Stroke. 1997 Nov;28(11):2109-18. doi: 10.1161/01.str.28.11.2109.
We sought to identify variables associated with intracerebral hemorrhage in patients with acute ischemic stroke who receive tissue plasminogen activator (t-PA).
We performed subgroup analyses of data from a randomized, double-blind, placebo-controlled trial of intravenous t-PA administered to stroke patients within 3 hours of onset. Using multivariable regression modeling procedures, we assessed the relationship of baseline and after-treatment variables with symptomatic and asymptomatic intracerebral hemorrhage during the first 36 hours after treatment.
Overall, t-PA-treated patients had an increase in the absolute risk of symptomatic intracerebral hemorrhage of 6% and a decrease in the absolute risk of 3-month mortality of 4% compared with placebo-treated patients. The only variables independently associated with an increased risk of symptomatic intracerebral hemorrhage in the final multivariable logistic regression model for the 312 t-PA-treated patients were the severity of neurological deficit as measured by the National Institutes of Health Stroke Scale score (five categories; odds ratio [OR], 1.8; 95% confidence interval [CI], 1.2 to 2.9) and brain edema (defined as acute hypodensity) or mass effect by CT before treatment (OR, 7.8; 95% CI, 2.2 to 27.1). This final model correctly predicted those t-PA-treated patients who would or would not have a symptomatic hemorrhage with only 57% efficiency. In the subgroup of patients with a severe neurological deficit, t-PA-treated patients were more likely than placebo-treated patients to have a favorable 3-month outcome (adjusted OR based on multiple outcomes, 4.3; 95% CI, 1.6 to 11.9). These results were similar for the subgroup with edema or mass effect by CT (adjusted OR, 3.4; 95% CI, 0.6 to 20.7). The likelihood of severe disability or death was similar for t-PA- and placebo-treated patients with these two baseline characteristics.

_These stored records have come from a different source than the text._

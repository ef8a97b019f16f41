//! Push-mode rolling statistics.
//!
//! `RollingSeries` accepts one observation at a time and reports every
//! statistic at the new length. It keeps only the trailing window and the
//! previous EWM value, so each update costs O(window) for the rolling
//! statistics and O(1) for the EWM once the span has been reached.

use crate::analytics::primitives::{ema_fold, ema_step, span_alpha};
use crate::analytics::rolling::Statistic;
use crate::config::RollingConfig;
use crate::error::{ConfigError, RollingError};
use std::collections::VecDeque;
use tracing::{trace, warn};

/// Fixed capacity FIFO buffer that drops the oldest value when full.
#[derive(Debug, Clone)]
pub struct CircularBuffer<T> {
    data: VecDeque<T>,
    capacity: usize,
}

impl<T: Clone> CircularBuffer<T> {
    /// # Panics
    /// Panics if capacity is 0
    pub fn new(capacity: usize) -> Self {
        assert!(
            capacity > 0,
            "CircularBuffer capacity must be greater than 0"
        );
        CircularBuffer {
            data: VecDeque::with_capacity(capacity),
            capacity,
        }
    }

    /// Adds a value, evicting the oldest one if the buffer is full.
    pub fn push(&mut self, value: T) {
        if self.data.len() == self.capacity {
            self.data.pop_front();
        }
        self.data.push_back(value);
    }

    /// Contents ordered from oldest to newest.
    pub fn as_slice(&mut self) -> &[T] {
        self.data.make_contiguous()
    }

    pub fn len(&self) -> usize {
        self.data.len()
    }

    pub fn is_empty(&self) -> bool {
        self.data.is_empty()
    }

    pub fn is_full(&self) -> bool {
        self.data.len() == self.capacity
    }

    pub fn capacity(&self) -> usize {
        self.capacity
    }

    pub fn clear(&mut self) {
        self.data.clear();
    }
}

/// Every statistic at one valid length.
#[derive(Debug, Clone, Copy, PartialEq)]
pub struct StatsSnapshot {
    pub valid_length: usize,
    pub mean: f64,
    pub max: f64,
    pub min: f64,
    pub std: f64,
    pub ewm: f64,
}

/// Observation stream that updates its statistics as values arrive.
#[derive(Debug, Clone)]
pub struct RollingSeries {
    config: RollingConfig,
    window: CircularBuffer<f64>,
    count: usize,
    chain: Option<f64>,
}

impl RollingSeries {
    pub fn new(config: RollingConfig) -> Result<Self, ConfigError> {
        config.validate()?;
        let window = CircularBuffer::new(config.window_length);
        Ok(RollingSeries {
            config,
            window,
            count: 0,
            chain: None,
        })
    }

    /// Number of observations pushed so far (the current valid length).
    pub fn len(&self) -> usize {
        self.count
    }

    pub fn is_empty(&self) -> bool {
        self.count == 0
    }

    /// Appends an observation and returns the statistics at the new length.
    ///
    /// Fails with `BelowMinPeriods` until `min_periods` observations have
    /// arrived; the observation is still recorded and the EWM chain advances.
    pub fn push(&mut self, value: f64) -> Result<StatsSnapshot, RollingError> {
        if !value.is_finite() {
            warn!(value, index = self.count, "non-finite observation");
        }

        self.window.push(value);
        self.count += 1;

        let span = self.config.window_length;
        let chain = ema_step(self.chain, value, span_alpha(span));
        self.chain = Some(chain);

        if self.count < self.config.min_periods {
            return Err(RollingError::BelowMinPeriods {
                valid_length: self.count,
                min_periods: self.config.min_periods,
            });
        }

        let eps = self.config.eps.into_inner();
        let window = self.window.as_slice();
        // Below the span the buffer still holds every observation.
        let ewm = if self.count < span {
            let (buffer, alpha) = self.config.padding.prepare(window, span);
            ema_fold(&buffer, alpha)
        } else {
            chain
        };
        let snapshot = StatsSnapshot {
            valid_length: self.count,
            mean: Statistic::Mean.compute(window, eps),
            max: Statistic::Max.compute(window, eps),
            min: Statistic::Min.compute(window, eps),
            std: Statistic::Std.compute(window, eps),
            ewm,
        };
        trace!(?snapshot, "series updated");
        Ok(snapshot)
    }

    /// Discards all observations and the EWM state.
    pub fn reset(&mut self) {
        self.window.clear();
        self.count = 0;
        self.chain = None;
    }
}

Despite a higher rate of intracerebral hemorrhage, patients with severe strokes or edema or mass effect on the baseline-CT are reasonable candidates for t-PA, if it is administered within 3 hours of onset.

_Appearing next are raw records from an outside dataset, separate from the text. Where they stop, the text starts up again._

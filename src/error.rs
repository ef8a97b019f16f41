//! Error types shared by the rolling statistics and EWM engines.

use std::fmt;

/// Reasons a rolling computation cannot produce a value.
///
/// Every variant except `EmptyWindow` is an "invalid input" condition caused by
/// the caller's window parameters.
#[derive(Debug, Clone, PartialEq, Eq)]
pub enum RollingError {
    /// `valid_length` was zero
    ZeroValidLength,
    /// `window_length` (or span) was zero
    ZeroWindowLength,
    /// Fewer observations than the minimum-periods floor
    BelowMinPeriods {
        valid_length: usize,
        min_periods: usize,
    },
    /// `valid_length` points past the end of the observation buffer
    LengthExceedsBuffer { valid_length: usize, capacity: usize },
    /// The effective window held no elements
    EmptyWindow,
}

impl RollingError {
    /// True for the caller-side precondition failures.
    pub fn is_invalid_input(&self) -> bool {
        !matches!(self, RollingError::EmptyWindow)
    }
}

impl fmt::Display for RollingError {
    fn fmt(&self, f: &mut fmt::Formatter<'_>) -> fmt::Result {
        match self {
            RollingError::ZeroValidLength => {
                write!(f, "Invalid input: valid length must be positive")
            }
            RollingError::ZeroWindowLength => {
                write!(f, "Invalid input: window length must be positive")
            }
            RollingError::BelowMinPeriods {
                valid_length,
                min_periods,
            } => write!(
                f,
                "Invalid input: valid length {} is below min_periods {}",
                valid_length, min_periods
            ),
            RollingError::LengthExceedsBuffer {
                valid_length,
                capacity,
            } => write!(
                f,
                "Invalid input: valid length {} exceeds buffer of {} observations",
                valid_length, capacity
            ),
            RollingError::EmptyWindow => write!(f, "Effective window is empty"),
        }
    }
}

impl std::error::Error for RollingError {}

/// Errors raised while loading or validating a `RollingConfig`.
#[derive(Debug)]
pub enum ConfigError {
    /// Environment variable held a value that could not be parsed
    InvalidVariable { name: String, value: String },
    /// JSON document could not be decoded
    Json(serde_json::Error),
    /// Parsed configuration violates a constraint
    Invalid(String),
}

impl fmt::Display for ConfigError {
    fn fmt(&self, f: &mut fmt::Formatter<'_>) -> fmt::Result {
        match self {
            ConfigError::InvalidVariable { name, value } => {
                write!(f, "Invalid value for {}: {:?}", name, value)
            }
            ConfigError::Json(err) => write!(f, "Invalid JSON config: {}", err),
            ConfigError::Invalid(msg) => write!(f, "Invalid config: {}", msg),
        }
    }
}

impl std::error::Error for ConfigError {
    fn source(&self) -> Option<&(dyn std::error::Error + 'static)> {
        match self {
            ConfigError::Json(err) => Some(err),
            _ => None,
        }
    }
}

impl From<serde_json::Error> for ConfigError {
    fn from(err: serde_json::Error) -> Self {
        ConfigError::Json(err)
    }
}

我们试图确定接受组织型纤溶酶原激活剂(t-PA)治疗的急性缺血性卒中患者发生脑出血的相关变量。
我们对一项在卒中发病3小时内静脉给予t-PA的随机、双盲、安慰剂对照试验的数据进行了亚组分析。使用多变量回归建模程序,我们评估了基线及治疗后变量与治疗后36小时内有症状和无症状脑出血之间的关系。

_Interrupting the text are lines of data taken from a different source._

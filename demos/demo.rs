use axum::{extract::Query, routing::get, routing::post, Extension, Json, Router};
use bytes::Bytes;
use logpair::{
    AuditEmitter, AuditLogConfig, AuditLogLayer, CallOptions, CaptureHandler, ClientEvent,
    EventCode, FanoutHandler, RequestData, ResponseData,
};
use serde::Serialize;
use serde_json::{json, Value};
use std::{
    collections::HashMap,
    sync::{Arc, Mutex},
};
use tokio::net::TcpListener;
use tower::ServiceBuilder;
use tower_http::trace::TraceLayer;
use tracing::{info, Level};

/// In-memory view of captured pairs, served on /stats alongside the emitted
/// audit records.
#[derive(Debug, Clone, Default)]
struct StatsHandler {
    calls: Arc<Mutex<Vec<CapturedCall>>>,
}

#[derive(Debug, Clone, Serialize)]
struct CapturedCall {
    event_code: String,
    method: String,
    url: String,
    user: Option<String>,
    status: Option<u16>,
    duration_ms: Option<u64>,
    completed: bool,
}

impl CaptureHandler for StatsHandler {
    async fn handle_request(&self, data: RequestData) {
        self.calls.lock().unwrap().push(CapturedCall {
            event_code: data.event_code.clone(),
            method: data.method.to_string(),
            url: data.full_url(),
            user: data.user,
            status: None,
            duration_ms: None,
            completed: false,
        });
    }

    async fn handle_response(&self, request_data: RequestData, response_data: ResponseData) {
        let mut calls = self.calls.lock().unwrap();
        if let Some(call) = calls
            .iter_mut()
            .find(|call| call.event_code == request_data.event_code)
        {
            call.status = Some(response_data.status.as_u16());
            call.duration_ms = Some(response_data.duration.as_millis() as u64);
            call.completed = true;
        }
    }
}

async fn hello_handler() -> &'static str {
    "Hello, World!"
}

async fn echo_handler(body: Bytes) -> String {
    format!("Echo: {}", String::from_utf8_lossy(&body))
}

async fn items_handler(Query(params): Query<HashMap<String, String>>) -> Json<Value> {
    Json(json!({ "ok": true, "params": params }))
}

/// Forwards to another service under the inbound request's correlation code,
/// so the outbound CurlSend/CurlReceive records join the same trace.
async fn proxy_handler(Extension(code): Extension<EventCode>) -> String {
    let downstream = ClientEvent::with_code(code.0);
    match downstream
        .send_request(
            "http://localhost:3000/hello",
            reqwest::Method::GET,
            None,
            reqwest::header::HeaderMap::new(),
            CallOptions::default(),
        )
        .await
    {
        Ok(body) => format!("downstream said: {body}"),
        Err(e) => format!("downstream failed: {e}"),
    }
}

async fn stats_handler(stats: Arc<StatsHandler>) -> Json<Value> {
    let calls = stats.calls.lock().unwrap().clone();
    Json(json!({
        "total": calls.len(),
        "completed": calls.iter().filter(|call| call.completed).count(),
        "calls": calls,
    }))
}

#[tokio::main]
async fn main() -> anyhow::Result<()> {
    tracing_subscriber::fmt().with_max_level(Level::INFO).init();

    let stats = Arc::new(StatsHandler::default());
    let stats_for_route = stats.clone();

    let handler = FanoutHandler::new()
        .with(AuditEmitter::new())
        .with(stats.as_ref().clone());
    let layer = AuditLogLayer::new(AuditLogConfig::default(), handler).with_identity(
        |request: &axum::extract::Request| {
            request
                .headers()
                .get("x-user-id")
                .and_then(|value| value.to_str().ok())
                .map(String::from)
        },
    );

    let app = Router::new()
        .route("/hello", get(hello_handler))
        .route("/echo", post(echo_handler))
        .route("/api/items", get(items_handler))
        .route("/proxy", get(proxy_handler))
        .route("/stats", get(move || stats_handler(stats_for_route.clone())))
        .layer(
            ServiceBuilder::new()
                .layer(TraceLayer::new_for_http())
                .layer(layer)
                .into_inner(),
        );

    info!("demo endpoints:");
    info!("  GET  /hello               - plain greeting");
    info!("  POST /echo                - echo the request body");
    info!("  GET  /api/items?x=1       - JSON body, shows Parameters capture");
    info!("  GET  /proxy               - chained outbound call, same EVENT-CODE");
    info!("  GET  /stats               - captured pairs as JSON");
    info!("");
    info!("try:");
    info!("  curl 'http://localhost:3000/api/items?x=1'");
    info!("  curl 'http://localhost:3000/api/items?event_code=ABC12345&x=1'");
    info!("  curl -H 'x-user-id: user-042' http://localhost:3000/hello");
    info!("  curl http://localhost:3000/proxy");
    info!("  curl http://localhost:3000/stats");

    let listener = TcpListener::bind("0.0.0.0:3000").await?;
    info!("demo server listening on http://localhost:3000");
    axum::serve(listener, app).await?;

    Ok(())
}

总体而言,与安慰剂治疗的患者相比,接受t-PA治疗的患者有症状脑出血的绝对风险增加了6%,3个月死亡率的绝对风险降低了4%。在针对312例接受t-PA治疗患者的最终多变量逻辑回归模型中,唯一与有症状脑出血风险增加独立相关的变量是通过美国国立卫生研究院卒中量表评分衡量的神经功能缺损严重程度(分为五类;比值比[OR],1.8;95%置信区间[CI],1.2至2.9)以及治疗前CT显示的脑水肿(定义为急性低密度)或占位效应(OR,7.8;95%CI,2.2至27.1)。该最终模型正确预测接受t-PA治疗的患者是否会发生有症状出血的效率仅为57%。在神经功能缺损严重的患者亚组中,接受t-PA治疗的患者比接受安慰剂治疗的患者更有可能在3个月时获得良好结局(基于多种结局调整后的OR,4.3;95%CI,1.6至11.9)。对于CT显示有水肿或占位效应的亚组,结果相似(调整后的OR,3.4;95%CI,0.6至20.7)。有这两种基线特征的接受t-PA治疗和接受安慰剂治疗的患者发生严重残疾或死亡的可能性相似。
尽管脑出血发生率较高,但对于基线CT显示有严重卒中、水肿或占位效应的患者,如果在发病3小时内给予t-PA,仍是合理的治疗对象。